The sensitisation potential of mixed xylene (comprising
xylene isomers and ethyl benzene) when tested in the standard local
lymph node assay was reported by Basketter et al. (1996), who obtained a
stimulation index of 3.1 following topical treatment of mice with neat
(100%) substance. However while this finding is suggestive of
sensitisation (according to the strict interpretative criteria of the
Guideline), it appears to be a false positive given the absence of
structural alerts present, the very weak response obtained (recorded
only at the very highest concentration tested), and a lack of any
corroborative information from clinical experience, or from other human
studies (discussed Basketter and Kimber, 2010). A subsequent statistical
analysis of LLNA data for 134 chemicals (including mixed xylenes)
performed by Basketter et al. (1999) concluded that a SI “cut-off” value
of 3.5 would lead to greater specificity in the interpretation of LLNA
results, and also reduce the occurrence of occasional false positive
results such as the SI = 3.1 for undiluted mixed xylenes (Basketter and
Kimber, 2010). Overall it is concluded that this publication does not
provide convincing evidence that mixed xylene possesses a potential to
induce or elicit skin sensitisation.
The sensitisation potential of mixed xylene
was also assessed in a modified local lymph node assay where increased
ear-draining lymph node weight and cell counts were used to quantify
lymph node cell proliferation by 9 laboratories participating in a
ring-trial. [3H]TdR incorporation in vitro by lymph node cells was also
assessed in a single laboratory (assay not conducted by other
laboratories).

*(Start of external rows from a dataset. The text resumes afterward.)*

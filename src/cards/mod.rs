use crate::state::AppState;
use axum::Router;

mod dto;
pub mod handlers;
pub mod repo;
pub mod services;

pub fn router() -> Router<AppState> {
    Router::new()
        .merge(handlers::public_routes())
        .merge(handlers::upload_routes())
        .merge(handlers::admin_routes())
}
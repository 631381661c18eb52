use serde::{Deserialize, Serialize};
use time::OffsetDateTime;
use uuid::Uuid;

use super::repo::Comment;

/// Form body for posting a comment. The field is named `comment` to match
/// the upload form.
#[derive(Debug, Deserialize)]
pub struct CommentForm {
    pub comment: String,
}

#[derive(Debug, Serialize)]
pub struct CommentView {
    pub id: Uuid,
    pub user_id: Uuid,
    pub text: String,
    pub created_at: OffsetDateTime,
}

impl From<Comment> for CommentView {
    fn from(c: Comment) -> Self {
        Self {
            id: c.id,
            user_id: c.user_id,
            text: c.text,
            created_at: c.created_at,
        }
    }
}
use serde::{Deserialize, Serialize};
use sqlx::{FromRow, PgPool};
use time::OffsetDateTime;
use uuid::Uuid;

use crate::error::{AppError, AppResult};

/// User record. `password_hash` is NULL for accounts created through Google
/// sign-in that never set a password. The admin flag is only ever set
/// out-of-band; no endpoint mutates it.
#[derive(Debug, Clone, Serialize, Deserialize, FromRow)]
pub struct User {
    pub id: Uuid,
    pub email: String,
    #[serde(skip_serializing)]
    pub password_hash: Option<String>,
    pub is_admin: bool,
    pub created_at: OffsetDateTime,
}

impl User {
    pub async fn find_by_email(db: &PgPool, email: &str) -> AppResult<Option<User>> {
        let user = sqlx::query_as::<_, User>(
            r#"
            SELECT id, email, password_hash, is_admin, created_at
            FROM users
            WHERE email = $1
            "#,
        )
        .bind(email)
        .fetch_optional(db)
        .await?;
        Ok(user)
    }

    pub async fn find_by_id(db: &PgPool, id: Uuid) -> AppResult<Option<User>> {
        let user = sqlx::query_as::<_, User>(
            r#"
            SELECT id, email, password_hash, is_admin, created_at
            FROM users
            WHERE id = $1
            "#,
        )
        .bind(id)
        .fetch_optional(db)
        .await?;
        Ok(user)
    }

    /// Insert a new user. A duplicate email surfaces as
    /// [`AppError::DuplicateEmail`] via the unique constraint.
    pub async fn create(
        db: &PgPool,
        email: &str,
        password_hash: Option<&str>,
    ) -> AppResult<User> {
        let user = sqlx::query_as::<_, User>(
            r#"
            INSERT INTO users (email, password_hash)
            VALUES ($1, $2)
            RETURNING id, email, password_hash, is_admin, created_at
            "#,
        )
        .bind(email)
        .bind(password_hash)
        .fetch_one(db)
        .await?;
        Ok(user)
    }

    /// Find-or-create for the external-identity path, keyed by email.
    pub async fn find_or_create_by_email(db: &PgPool, email: &str) -> AppResult<User> {
        if let Some(user) = Self::find_by_email(db, email).await? {
            return Ok(user);
        }
        match Self::create(db, email, None).await {
            Ok(user) => Ok(user),
            // Lost a race with a concurrent first login for the same address
            Err(AppError::DuplicateEmail) => Self::find_by_email(db, email)
                .await?
                .ok_or(AppError::NotFound("user")),
            Err(e) => Err(e),
        }
    }
}
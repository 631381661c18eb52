use axum::{
    extract::{Query, State},
    http::header::SET_COOKIE,
    response::{IntoResponse, Redirect},
    routing::{get, post},
    Form, Json, Router,
};
use lazy_static::lazy_static;
use regex::Regex;
use tracing::{info, instrument, warn};

use super::dto::{LoginForm, LoginPage, OauthCallbackQuery, RegisterForm};
use super::extractors::CurrentUser;
use super::google::IdTokenVerifier;
use super::password::{hash_password, verify_password};
use super::repo::User;
use super::session::{self, Session};
use crate::error::{AppError, AppResult};
use crate::state::AppState;

pub fn routes() -> Router<AppState> {
    Router::new()
        .route("/register", post(register))
        .route("/login", get(login_page).post(login))
        .route("/logout", get(logout))
        .route("/oauth_callback", get(oauth_callback))
}

fn is_valid_email(email: &str) -> bool {
    lazy_static! {
        static ref EMAIL_RE: Regex = Regex::new(r"^[^@\s]+@[^@\s]+\.[^@\s]+$").unwrap();
    }
    EMAIL_RE.is_match(email)
}

#[instrument(skip(state, form))]
pub async fn register(
    State(state): State<AppState>,
    Form(mut form): Form<RegisterForm>,
) -> AppResult<Redirect> {
    form.email = form.email.trim().to_lowercase();

    if !is_valid_email(&form.email) {
        warn!(email = %form.email, "invalid email");
        return Err(AppError::Validation("invalid email".into()));
    }
    if form.password.len() < 8 {
        return Err(AppError::Validation("password too short".into()));
    }

    let hash = hash_password(&form.password)?;
    // The unique constraint is the duplicate check, so a racing second
    // registration fails instead of overwriting.
    let user = User::create(&state.db, &form.email, Some(&hash)).await?;

    info!(user_id = %user.id, email = %user.email, "user registered");
    Ok(Redirect::to("/login"))
}

#[instrument(skip(state))]
pub async fn login_page(State(state): State<AppState>) -> Json<LoginPage> {
    Json(LoginPage {
        google_client_id: state.config.google.client_id.clone(),
    })
}

#[instrument(skip(state, form))]
pub async fn login(
    State(state): State<AppState>,
    Form(mut form): Form<LoginForm>,
) -> AppResult<impl IntoResponse> {
    form.email = form.email.trim().to_lowercase();

    let user = User::find_by_email(&state.db, &form.email)
        .await?
        .ok_or_else(|| {
            warn!(email = %form.email, "login unknown email");
            AppError::InvalidCredentials
        })?;

    // Google-only accounts have no password to check against
    let hash = user
        .password_hash
        .as_deref()
        .ok_or(AppError::InvalidCredentials)?;
    if !verify_password(&form.password, hash)? {
        warn!(user_id = %user.id, "login invalid password");
        return Err(AppError::InvalidCredentials);
    }

    let cookie = session::establish(&state, user.id).await?;
    info!(user_id = %user.id, "user logged in");
    Ok(([(SET_COOKIE, cookie)], Redirect::to("/")))
}

#[instrument(skip(state))]
pub async fn logout(
    State(state): State<AppState>,
    current: CurrentUser,
) -> AppResult<impl IntoResponse> {
    Session::delete(&state.db, current.session_id).await?;
    info!(user_id = %current.user_id, "user logged out");
    Ok((
        [(SET_COOKIE, session::clear_cookie_value())],
        Redirect::to("/"),
    ))
}

#[instrument(skip(state, query))]
pub async fn oauth_callback(
    State(state): State<AppState>,
    Query(query): Query<OauthCallbackQuery>,
) -> AppResult<impl IntoResponse> {
    let claims = state.google.verify(&query.credential).await?;
    let email = claims.email.trim().to_lowercase();

    let user = User::find_or_create_by_email(&state.db, &email).await?;
    let cookie = session::establish(&state, user.id).await?;

    info!(user_id = %user.id, subject = %claims.sub, "google sign-in");
    Ok(([(SET_COOKIE, cookie)], Redirect::to("/")))
}

#[cfg(test)]
mod tests {
    use super::*;

    #[test]
    fn email_regex_accepts_and_rejects() {
        assert!(is_valid_email("a@x.com"));
        assert!(is_valid_email("first.last@sub.domain.org"));
        assert!(!is_valid_email("not-an-email"));
        assert!(!is_valid_email("a b@x.com"));
        assert!(!is_valid_email("a@x"));
    }

    #[test]
    fn login_page_exposes_client_id() {
        let page = LoginPage {
            google_client_id: "client-123".into(),
        };
        let json = serde_json::to_string(&page).unwrap();
        assert!(json.contains("client-123"));
    }

    #[tokio::test]
    async fn fake_verifier_rejects_tokens() {
        let state = crate::state::AppState::fake();
        let err = state.google.verify("anything").await.unwrap_err();
        assert!(matches!(err, AppError::InvalidToken));
    }
}
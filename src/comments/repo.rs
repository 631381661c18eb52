use serde::{Deserialize, Serialize};
use sqlx::{FromRow, PgPool};
use time::OffsetDateTime;
use uuid::Uuid;

use crate::error::AppResult;

/// A comment on a card. Immutable once written; there is no edit, delete
/// or moderation path.
#[derive(Debug, Clone, Serialize, Deserialize, FromRow)]
pub struct Comment {
    pub id: Uuid,
    pub trading_card_id: Uuid,
    pub user_id: Uuid,
    pub text: String,
    pub created_at: OffsetDateTime,
}

impl Comment {
    pub async fn create(
        db: &PgPool,
        trading_card_id: Uuid,
        user_id: Uuid,
        text: &str,
    ) -> AppResult<Comment> {
        let comment = sqlx::query_as::<_, Comment>(
            r#"
            INSERT INTO comments (trading_card_id, user_id, text)
            VALUES ($1, $2, $3)
            RETURNING id, trading_card_id, user_id, text, created_at
            "#,
        )
        .bind(trading_card_id)
        .bind(user_id)
        .bind(text)
        .fetch_one(db)
        .await?;
        Ok(comment)
    }

    /// The card's thread, oldest first.
    pub async fn list_by_card(db: &PgPool, trading_card_id: Uuid) -> AppResult<Vec<Comment>> {
        let comments = sqlx::query_as::<_, Comment>(
            r#"
            SELECT id, trading_card_id, user_id, text, created_at
            FROM comments
            WHERE trading_card_id = $1
            ORDER BY created_at ASC
            "#,
        )
        .bind(trading_card_id)
        .fetch_all(db)
        .await?;
        Ok(comments)
    }
}
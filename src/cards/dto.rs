use serde::{Deserialize, Serialize};
use time::OffsetDateTime;
use uuid::Uuid;

use super::repo::TradingCard;
use crate::auth::dto::PublicUser;
use crate::comments::dto::CommentView;

#[derive(Debug, Serialize)]
pub struct CardSummary {
    pub id: Uuid,
    pub user_id: Uuid,
    pub title: String,
    pub description: String,
    pub approved: bool,
    pub created_at: OffsetDateTime,
}

impl From<TradingCard> for CardSummary {
    fn from(c: TradingCard) -> Self {
        Self {
            id: c.id,
            user_id: c.user_id,
            title: c.title,
            description: c.description,
            approved: c.approved,
            created_at: c.created_at,
        }
    }
}

#[derive(Debug, Serialize)]
pub struct CardDetails {
    pub id: Uuid,
    pub user_id: Uuid,
    pub title: String,
    pub description: String,
    pub approved: bool,
    pub created_at: OffsetDateTime,
    pub image_url: Option<String>,
    pub comments: Vec<CommentView>,
}

#[derive(Debug, Serialize)]
pub struct CreatedCardResponse {
    pub id: Uuid,
    pub approved: bool,
    pub created_at: OffsetDateTime,
}

#[derive(Debug, Deserialize)]
pub struct SearchQuery {
    pub keyword: Option<String>,
}

#[derive(Debug, Serialize)]
pub struct UserProfile {
    pub user: PublicUser,
    pub cards: Vec<CardSummary>,
}
use argon2::{
    password_hash::{PasswordHash, PasswordHasher, PasswordVerifier, SaltString},
    Argon2,
};
use rand::rngs::OsRng;

/// Salted, slow hash for stored credentials.
pub fn hash_password(plain: &str) -> anyhow::Result<String> {
    let salt = SaltString::generate(&mut OsRng);
    let hash = Argon2::default()
        .hash_password(plain.as_bytes(), &salt)
        .map_err(|e| anyhow::anyhow!("argon2 hash: {e}"))?
        .to_string();
    Ok(hash)
}

/// Comparison against the stored hash happens inside argon2 in constant time.
pub fn verify_password(plain: &str, hash: &str) -> anyhow::Result<bool> {
    let parsed =
        PasswordHash::new(hash).map_err(|e| anyhow::anyhow!("argon2 parse hash: {e}"))?;
    Ok(Argon2::default()
        .verify_password(plain.as_bytes(), &parsed)
        .is_ok())
}

#[cfg(test)]
mod tests {
    use super::*;

    #[test]
    fn hash_then_verify_accepts() {
        let hash = hash_password("tr4ding-c@rds").expect("hash");
        assert!(verify_password("tr4ding-c@rds", &hash).expect("verify"));
    }

    #[test]
    fn verify_rejects_wrong_password() {
        let hash = hash_password("right-password").expect("hash");
        assert!(!verify_password("wrong-password", &hash).expect("verify"));
    }

    #[test]
    fn verify_errors_on_malformed_hash() {
        assert!(verify_password("anything", "$garbage$").is_err());
    }

    #[test]
    fn hashes_are_salted() {
        let a = hash_password("same-password").expect("hash");
        let b = hash_password("same-password").expect("hash");
        assert_ne!(a, b);
    }
}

Acute skin inflammation (a potential confounder that can
lead to "false positive" results) was also determined based on changes
in ear tissue weight. Treatment with mixed xylenes was associated with a
statistically significant increase in ear-draining lymph node weight and
cell count in 7 of the 9 laboratories, and an increase in ear tissue
weight in 3 of 9 laboratories. An increased (but not quantified)
increase in 3[H]TdR incorporation by lymph node cells was also reported
by one laboratory. Based on these findings, mixed xylene was considered
an allergen by a majority of laboratories participating in the trial.
However the methodology used was evaluated by an ECVAM Workshop
(reported by Basketter et al., 2008) which concluded the assay methods
deviated from the Guideline in terms of the strain of mouse, the choice
of vehicle, the time of lymph node/lymph node cell collection, and the
magnitude of the SI used to differentiate positive and negative samples.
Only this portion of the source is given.